## Assignment
State how many lines in the entries below include the string "FieldMatcher", and give nothing beyond that number.

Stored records
use regex::Regex;

use crate::{ConfigError, CustomJiraFieldConfig, TriggerConfig};

#[derive(Debug, Clone)]
pub struct FieldMatcher {
    pub field: String,
    pub pattern: Regex,
}

#[derive(Debug, Clone, PartialEq, Eq)]
/// Maps a trigger field name onto an underlying tracker field key.
pub struct FieldAlias {
    pub name: String,
    pub field_key: String,
}

#[derive(Debug, Clone)]
/// A routing rule with its patterns compiled once at load time.
pub struct CompiledTrigger {
    pub index: usize,
    pub channel: String,
    /// In document order; matching short-circuits on the first failure.
    pub matchers: Vec<FieldMatcher>,
    /// In precedence order: trigger-local aliases first, then global ones.
    pub aliases: Vec<FieldAlias>,
}

impl CompiledTrigger {
    /// Underlying field keys to try, in order, before the name itself.
    pub fn alias_keys<'a>(&'a self, name: &'a str) -> impl Iterator<Item = &'a str> + 'a {
        self.aliases
            .iter()
            .filter(move |alias| alias.name == name)
            .map(|alias| alias.field_key.as_str())
    }
}

pub fn compile_triggers(
    triggers: &[TriggerConfig],
    custom_fields: &[CustomJiraFieldConfig],
) -> Result<Vec<CompiledTrigger>, ConfigError> {
    let global_aliases = custom_fields
        .iter()
        .map(|custom| FieldAlias {
            name: custom.name.trim().to_string(),
            field_key: custom.jira_field.trim().to_string(),
        })
        .collect::<Vec<_>>();

    triggers
        .iter()
        .enumerate()
        .map(|(index, trigger)| {
            let matchers = trigger
                .match_fields
                .iter()
                .map(|(field, pattern)| {
                    Regex::new(pattern)
                        .map(|compiled| FieldMatcher {
                            field: field.clone(),
                            pattern: compiled,
                        })
                        .map_err(|source| ConfigError::InvalidRegex {
                            trigger_index: index,
                            field: field.clone(),
                            pattern: pattern.clone(),
                            source,
                        })
                })
                .collect::<Result<Vec<_>, _>>()?;

            let mut aliases = trigger
                .custom_fields
                .iter()
                .map(|(name, field_key)| FieldAlias {
                    name: name.trim().to_string(),
                    field_key: field_key.trim().to_string(),
                })
                .collect::<Vec<_>>();
            aliases.extend(global_aliases.iter().cloned());

            Ok(CompiledTrigger {
                index,
                channel: trigger.slack_channel.trim().to_string(),
                matchers,
                aliases,
            })
        })
        .collect()
}
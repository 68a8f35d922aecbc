//! Slack Web API client posting relay messages under per-message identities.

use std::time::Duration;

use anyhow::{bail, Context, Result};
use async_trait::async_trait;
use herald_config::SlackConfig;
use herald_core::text_helpers::truncate_for_error;
use herald_core::transport_helpers::{send_with_retry, RetryPolicy};
use herald_core::{ChatTransport, SenderIdentity};
use serde::Deserialize;
use serde_json::{json, Value};

#[derive(Debug, Clone, Deserialize)]
struct SlackChatMessageResponse {
    ok: bool,
    error: Option<String>,
}

#[derive(Debug, Clone)]
pub struct SlackClientSettings {
    pub api_base: String,
    pub token: String,
    pub request_timeout_ms: u64,
    pub retry_max_attempts: usize,
    pub retry_base_delay_ms: u64,
}

impl From<&SlackConfig> for SlackClientSettings {
    fn from(config: &SlackConfig) -> Self {
        Self {
            api_base: config.api_base.clone(),
            token: config.auth.token.clone(),
            request_timeout_ms: config.request_timeout_ms,
            retry_max_attempts: config.retry_max_attempts,
            retry_base_delay_ms: config.retry_base_delay_ms,
        }
    }
}

#[derive(Clone)]
pub struct SlackClient {
    http: reqwest::Client,
    api_base: String,
    token: String,
    retry: RetryPolicy,
}

impl SlackClient {
    pub fn new(settings: SlackClientSettings) -> Result<Self> {
        let mut headers = reqwest::header::HeaderMap::new();
        headers.insert(
            reqwest::header::USER_AGENT,
            reqwest::header::HeaderValue::from_static("herald-slack-relay"),
        );
        headers.insert(
            reqwest::header::ACCEPT,
            reqwest::header::HeaderValue::from_static("application/json"),
        );
        let http = reqwest::Client::builder()
            .default_headers(headers)
            .timeout(Duration::from_millis(settings.request_timeout_ms.max(1)))
            .build()
            .context("failed to create slack api client")?;

        Ok(Self {
            http,
            api_base: settings.api_base.trim_end_matches('/').to_string(),
            token: settings.token.trim().to_string(),
            retry: RetryPolicy::new(settings.retry_max_attempts, settings.retry_base_delay_ms),
        })
    }
}

fn build_post_payload(channel: &str, sender: &SenderIdentity, text: &str) -> Value {
    let mut payload = json!({
        "channel": channel,
        "text": text,
        "username": sender.name,
        "mrkdwn": true,
    });
    if !sender.icon_url.trim().is_empty() {
        payload["icon_url"] = Value::String(sender.icon_url.clone());
    }
    if let Some(icon_emoji) = sender
        .icon_emoji
        .as_deref()
        .map(str::trim)
        .filter(|value| !value.is_empty())
    {
        payload["icon_emoji"] = Value::String(icon_emoji.to_string());
    }
    payload
}

#[async_trait]
impl ChatTransport for SlackClient {
    async fn post_message(
        &self,
        channel: &str,
        sender: &SenderIdentity,
        text: &str,
    ) -> Result<()> {
        let payload = build_post_payload(channel, sender, text);
        let url = format!("{}/chat.postMessage", self.api_base);
        let response = send_with_retry("slack chat.postMessage", self.retry, || {
            self.http
                .post(&url)
                .bearer_auth(&self.token)
                .json(&payload)
        })
        .await?;

        let status = response.status();
        if !status.is_success() {
            let body = response.text().await.unwrap_or_default();
            bail!(
                "slack api chat.postMessage failed with status {}: {}",
                status.as_u16(),
                truncate_for_error(&body, 800)
            );
        }
        let parsed = response
            .json::<SlackChatMessageResponse>()
            .await
            .context("failed to decode slack chat.postMessage")?;
        if !parsed.ok {
            bail!(
                "slack chat.postMessage failed: {}",
                parsed.error.unwrap_or_else(|| "unknown error".to_string())
            );
        }
        Ok(())
    }
}
//! Configuration document for the herald relay.
//!
//! The document is a single JSON file whose path is supplied through the
//! `CONFIG` environment variable (or `--config`). Trigger regexes are compiled
//! exactly once here and handed to the pipeline as [`CompiledTrigger`]s.

mod document;
mod error;
mod triggers;

use std::path::Path;

pub use document::{
    AtlassianAuth, AtlassianConfig, CustomJiraFieldConfig, HeraldConfig, LocalStorageConfig,
    ResourceStorageConfig, S3StorageConfig, SlackAuth, SlackConfig, SlackUserOverride,
    StateConfig, TriggerConfig,
};
pub use error::ConfigError;
pub use triggers::{compile_triggers, CompiledTrigger, FieldAlias, FieldMatcher};

/// Environment variable holding the configuration document path.
pub const CONFIG_ENV_VAR: &str = "CONFIG";

/// A validated configuration document plus its compiled triggers.
#[derive(Debug, Clone)]
pub struct LoadedConfig {
    pub document: HeraldConfig,
    pub triggers: Vec<CompiledTrigger>,
}

/// Parses, validates and compiles a configuration document.
pub fn parse_config(raw: &str) -> Result<LoadedConfig, ConfigError> {
    let document = serde_json::from_str::<HeraldConfig>(raw).map_err(ConfigError::Parse)?;
    document.validate()?;
    let triggers = compile_triggers(&document.triggers, &document.custom_jira_fields)?;
    Ok(LoadedConfig { document, triggers })
}

/// Reads and parses the configuration document at `path`.
pub fn load_config(path: &Path) -> Result<LoadedConfig, ConfigError> {
    if path.as_os_str().is_empty() {
        return Err(ConfigError::MissingPath {
            env_var: CONFIG_ENV_VAR,
        });
    }
    let raw = std::fs::read_to_string(path).map_err(|source| ConfigError::Read {
        path: path.to_path_buf(),
        source,
    })?;
    parse_config(&raw)
}
//! Slack Web API chat transport for the herald relay.

mod slack_api_client;

pub use slack_api_client::{SlackClient, SlackClientSettings};
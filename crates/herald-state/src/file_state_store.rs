use std::{
    collections::BTreeMap,
    path::{Path, PathBuf},
    sync::{Mutex, MutexGuard},
};

use anyhow::{anyhow, bail, Context, Result};
use async_trait::async_trait;
use herald_core::{write_text_atomic, StateStore};
use serde::{Deserialize, Serialize};

pub const HERALD_STATE_SCHEMA_VERSION: u32 = 1;

#[derive(Debug, Clone, PartialEq, Eq, Serialize, Deserialize)]
struct HeraldState {
    schema_version: u32,
    #[serde(default)]
    cursor: Option<String>,
    /// Username to public avatar URL.
    #[serde(default)]
    avatars: BTreeMap<String, String>,
}

impl Default for HeraldState {
    fn default() -> Self {
        Self {
            schema_version: HERALD_STATE_SCHEMA_VERSION,
            cursor: None,
            avatars: BTreeMap::new(),
        }
    }
}

/// JSON-file [`StateStore`]. Every mutation is flushed with an atomic rename,
/// so a crash leaves either the previous or the new document on disk.
pub struct FileStateStore {
    path: PathBuf,
    state: Mutex<HeraldState>,
}

impl FileStateStore {
    pub fn load(path: PathBuf) -> Result<Self> {
        let state = if path.exists() {
            let raw = std::fs::read_to_string(&path)
                .with_context(|| format!("failed to read state file {}", path.display()))?;
            serde_json::from_str::<HeraldState>(&raw).with_context(|| {
                format!("failed to parse herald state file {}", path.display())
            })?
        } else {
            HeraldState::default()
        };

        if state.schema_version != HERALD_STATE_SCHEMA_VERSION {
            bail!(
                "unsupported herald state schema: expected {}, found {}",
                HERALD_STATE_SCHEMA_VERSION,
                state.schema_version
            );
        }

        Ok(Self {
            path,
            state: Mutex::new(state),
        })
    }

    pub fn path(&self) -> &Path {
        &self.path
    }

    fn lock(&self) -> Result<MutexGuard<'_, HeraldState>> {
        self.state
            .lock()
            .map_err(|_| anyhow!("herald state mutex is poisoned"))
    }

    fn save(&self, state: &HeraldState) -> Result<()> {
        let mut payload =
            serde_json::to_string_pretty(state).context("failed to serialize state")?;
        payload.push('\n');
        write_text_atomic(&self.path, &payload)
            .with_context(|| format!("failed to write state file {}", self.path.display()))?;
        Ok(())
    }

    fn update(&self, apply: impl FnOnce(&mut HeraldState) -> bool) -> Result<()> {
        let mut state = self.lock()?;
        let mut next = state.clone();
        if !apply(&mut next) {
            return Ok(());
        }
        self.save(&next)?;
        *state = next;
        Ok(())
    }
}

#[async_trait]
impl StateStore for FileStateStore {
    async fn get_cursor(&self) -> Result<Option<String>> {
        Ok(self.lock()?.cursor.clone())
    }

    async fn set_cursor(&self, id: &str) -> Result<()> {
        self.update(|state| {
            if state.cursor.as_deref() == Some(id) {
                return false;
            }
            state.cursor = Some(id.to_string());
            true
        })
    }

    async fn get_avatar(&self, username: &str) -> Result<Option<String>> {
        Ok(self.lock()?.avatars.get(username).cloned())
    }

    async fn set_avatar(&self, username: &str, url: &str) -> Result<()> {
        self.update(|state| {
            if state.avatars.get(username).map(String::as_str) == Some(url) {
                return false;
            }
            state.avatars.insert(username.to_string(), url.to_string());
            true
        })
    }
}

## Answer space
4